> Task goal
Search the material for "UploadedPhoto" and copy each line in which it is found.
****
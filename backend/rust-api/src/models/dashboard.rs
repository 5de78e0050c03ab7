use serde::{Deserialize, Serialize};
use sqlx::FromRow;

use super::progress::ProgressStatus;

#[derive(Debug, Deserialize)]
pub struct DashboardQuery {
    pub classroom_id: Option<i64>,
}

#[derive(Debug, Clone, PartialEq, Serialize)]
pub struct GeneralStats {
    pub total_students: i64,
    pub total_classrooms: i64,
    pub total_tasks: i64,
    pub completed_tasks: i64,
    pub pending_tasks: i64,
    pub average_score: Option<f64>,
}

#[derive(Debug, Clone, PartialEq, Serialize)]
pub struct StudentPerformance {
    pub id: i64,
    pub username: String,
    pub average_score: Option<f64>,
    pub completed_tasks: i64,
}

#[derive(Debug, Clone, PartialEq, Serialize)]
pub struct TaskPerformance {
    pub id: i64,
    pub title: String,
    pub average_score: Option<f64>,
    pub completions: i64,
    pub total_assigned: i64,
}

#[derive(Debug, Clone, PartialEq, Serialize)]
pub struct TeacherDashboard {
    pub general_stats: GeneralStats,
    /// Best average first, students without any score last.
    pub student_performance: Vec<StudentPerformance>,
    /// Worst average first, tasks without any score first of all.
    pub task_performance: Vec<TaskPerformance>,
}

/// Raw rows loaded for one teacher (and optional classroom) before aggregation.
#[derive(Debug, Clone, Default)]
pub struct DashboardFacts {
    pub classroom_ids: Vec<i64>,
    pub students: Vec<StudentFact>,
    pub tasks: Vec<TaskFact>,
    pub progress: Vec<ProgressFact>,
}

#[derive(Debug, Clone, FromRow)]
pub struct StudentFact {
    pub id: i64,
    pub username: String,
}

#[derive(Debug, Clone, FromRow)]
pub struct TaskFact {
    pub id: i64,
    pub title: String,
}

#[derive(Debug, Clone, FromRow)]
pub struct ProgressFact {
    pub student_id: i64,
    pub task_id: i64,
    #[sqlx(try_from = "String")]
    pub status: ProgressStatus,
    pub score: Option<f64>,
}
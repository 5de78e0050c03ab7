use chrono::{DateTime, Utc};
use serde::{Deserialize, Serialize};
use sqlx::FromRow;
use validator::Validate;

use super::ParseEnumError;

/// Public path under which student photos and cartoons are served.
pub const STUDENT_IMAGES_ROOT: &str = "/images/students/";

/// Row of the `users` table.
#[derive(Debug, Clone, FromRow)]
pub struct User {
    pub id: i64,
    pub username: String,
    pub email: Option<String>,
    pub password_hash: String,
    #[sqlx(rename = "type", try_from = "String")]
    pub user_type: UserType,
    pub classroom_id: Option<i64>,
    pub photo_path: Option<String>,
    pub cartoon_image_path: Option<String>,
    pub avatar_url: Option<String>,
    pub created_at: DateTime<Utc>,
}

#[derive(Debug, Clone, Copy, Serialize, Deserialize, PartialEq, Eq)]
#[serde(rename_all = "lowercase")]
pub enum UserType {
    Teacher,
    Student,
}

impl UserType {
    pub fn as_str(&self) -> &'static str {
        match self {
            UserType::Teacher => "teacher",
            UserType::Student => "student",
        }
    }
}

impl TryFrom<String> for UserType {
    type Error = ParseEnumError;

    fn try_from(value: String) -> Result<Self, Self::Error> {
        match value.as_str() {
            "teacher" => Ok(UserType::Teacher),
            "student" => Ok(UserType::Student),
            _ => Err(ParseEnumError::new("user type", value)),
        }
    }
}

/// User returned to clients: no password hash, image filenames expanded to URLs.
#[derive(Debug, Serialize)]
pub struct UserProfile {
    pub id: i64,
    pub username: String,
    pub email: Option<String>,
    #[serde(rename = "type")]
    pub user_type: UserType,
    pub classroom_id: Option<i64>,
    pub photo_url: Option<String>,
    pub cartoon_image_url: Option<String>,
    pub avatar_url: Option<String>,
    pub created_at: DateTime<Utc>,
}

impl UserProfile {
    pub fn from_user(user: User, public_base_url: &str) -> Self {
        UserProfile {
            id: user.id,
            username: user.username,
            email: user.email,
            user_type: user.user_type,
            classroom_id: user.classroom_id,
            photo_url: student_image_url(public_base_url, user.photo_path.as_deref()),
            cartoon_image_url: student_image_url(
                public_base_url,
                user.cartoon_image_path.as_deref(),
            ),
            avatar_url: user.avatar_url,
            created_at: user.created_at,
        }
    }
}

/// Absolute URL of a stored student image, `None` when there is no file.
pub fn student_image_url(public_base_url: &str, filename: Option<&str>) -> Option<String> {
    let filename = filename?.trim();
    if filename.is_empty() {
        return None;
    }
    // Older rows stored the whole relative path; only the file name is public.
    let name = filename
        .replace('\\', "/")
        .rsplit('/')
        .next()
        .unwrap_or_default()
        .to_string();
    Some(format!(
        "{}{}{}",
        public_base_url.trim_end_matches('/'),
        STUDENT_IMAGES_ROOT,
        name
    ))
}

#[derive(Debug, Deserialize, Validate)]
pub struct RegisterTeacherRequest {
    #[validate(length(
        min = 3,
        max = 50,
        message = "Username must be between 3 and 50 characters"
    ))]
    pub username: String,

    #[validate(email(message = "Invalid email format"))]
    pub email: String,

    #[validate(length(min = 8, message = "Password must be at least 8 characters"))]
    pub password: String,
}

/// Fields of the multipart form used to register a student.
#[derive(Debug, Default, Validate)]
pub struct RegisterStudentForm {
    #[validate(length(
        min = 3,
        max = 50,
        message = "Username must be between 3 and 50 characters"
    ))]
    pub username: String,

    #[validate(length(min = 4, message = "Password must be at least 4 characters"))]
    pub password: String,

    pub classroom_id: Option<i64>,
    pub photo: Option<UploadedPhoto>,
}

#[derive(Debug, Clone)]
pub struct UploadedPhoto {
    pub original_name: Option<String>,
    pub content_type: Option<String>,
    pub bytes: Vec<u8>,
}

/// Login accepts either the username or the email.
#[derive(Debug, Deserialize)]
pub struct LoginRequest {
    pub username: Option<String>,
    pub email: Option<String>,
    pub password: String,
}

impl LoginRequest {
    pub fn identifier(&self) -> Option<&str> {
        self.username
            .as_deref()
            .or(self.email.as_deref())
            .map(str::trim)
            .filter(|s| !s.is_empty())
    }
}

#[derive(Debug, Serialize)]
pub struct LoginResponse {
    pub token: String,
    pub user: UserProfile,
}

/// Partial update of a user; absent fields keep their stored value.
#[derive(Debug, Default, Deserialize, Validate)]
pub struct UpdateUserRequest {
    #[validate(length(
        min = 3,
        max = 50,
        message = "Username must be between 3 and 50 characters"
    ))]
    pub username: Option<String>,

    #[validate(email(message = "Invalid email format"))]
    pub email: Option<String>,

    #[validate(length(min = 4, message = "Password must be at least 4 characters"))]
    pub password: Option<String>,

    pub classroom_id: Option<i64>,

    #[validate(url(message = "avatar_url must be a valid URL"))]
    pub avatar_url: Option<String>,
}

impl UpdateUserRequest {
    pub fn is_empty(&self) -> bool {
        self.username.is_none()
            && self.email.is_none()
            && self.password.is_none()
            && self.classroom_id.is_none()
            && self.avatar_url.is_none()
    }
}

/// Final column values for an update, after merging a request over the current row.
#[derive(Debug, Clone, PartialEq)]
pub struct UserChanges {
    pub username: String,
    pub email: Option<String>,
    pub password_hash: String,
    pub classroom_id: Option<i64>,
    pub avatar_url: Option<String>,
}

impl UserChanges {
    /// `new_password_hash` is the hash of `req.password` when one was supplied.
    pub fn merge(current: &User, req: UpdateUserRequest, new_password_hash: Option<String>) -> Self {
        UserChanges {
            username: req.username.unwrap_or_else(|| current.username.clone()),
            email: req.email.or_else(|| current.email.clone()),
            password_hash: new_password_hash.unwrap_or_else(|| current.password_hash.clone()),
            classroom_id: req.classroom_id.or(current.classroom_id),
            avatar_url: req.avatar_url.or_else(|| current.avatar_url.clone()),
        }
    }
}

#[cfg(test)]
mod tests {
    use super::*;

    fn student() -> User {
        User {
            id: 7,
            username: "ana".to_string(),
            email: None,
            password_hash: "hash".to_string(),
            user_type: UserType::Student,
            classroom_id: Some(3),
            photo_path: Some("public/images/students/photo-1.png".to_string()),
            cartoon_image_path: None,
            avatar_url: None,
            created_at: Utc::now(),
        }
    }

    #[test]
    fn image_url_uses_file_name_only() {
        assert_eq!(
            student_image_url("http://localhost:3000/", Some("public\\images\\students\\a.png")),
            Some("http://localhost:3000/images/students/a.png".to_string())
        );
        assert_eq!(student_image_url("http://x", None), None);
        assert_eq!(student_image_url("http://x", Some("  ")), None);
    }

    #[test]
    fn profile_hides_password_and_expands_photo() {
        let profile = UserProfile::from_user(student(), "http://api.test");
        let json = serde_json::to_value(&profile).unwrap();
        assert!(json.get("password_hash").is_none());
        assert_eq!(json["type"], "student");
        assert_eq!(
            json["photo_url"],
            "http://api.test/images/students/photo-1.png"
        );
    }

    #[test]
    fn merge_keeps_absent_fields() {
        let current = student();
        let req = UpdateUserRequest {
            username: Some("ana.maria".to_string()),
            ..Default::default()
        };
        let changes = UserChanges::merge(&current, req, None);
        assert_eq!(changes.username, "ana.maria");
        assert_eq!(changes.classroom_id, Some(3));
        assert_eq!(changes.password_hash, "hash");
    }

    #[test]
    fn login_identifier_prefers_username() {
        let req = LoginRequest {
            username: Some(" ana ".to_string()),
            email: Some("ana@example.com".to_string()),
            password: "x".to_string(),
        };
        assert_eq!(req.identifier(), Some("ana"));

        let req = LoginRequest {
            username: None,
            email: Some("".to_string()),
            password: "x".to_string(),
        };
        assert_eq!(req.identifier(), None);
    }

    #[test]
    fn user_type_rejects_unknown_values() {
        assert_eq!(
            UserType::try_from("teacher".to_string()).unwrap(),
            UserType::Teacher
        );
        assert!(UserType::try_from("admin".to_string()).is_err());
    }
}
****
> Exercise output
    pub photo: Option<UploadedPhoto>,
pub struct UploadedPhoto {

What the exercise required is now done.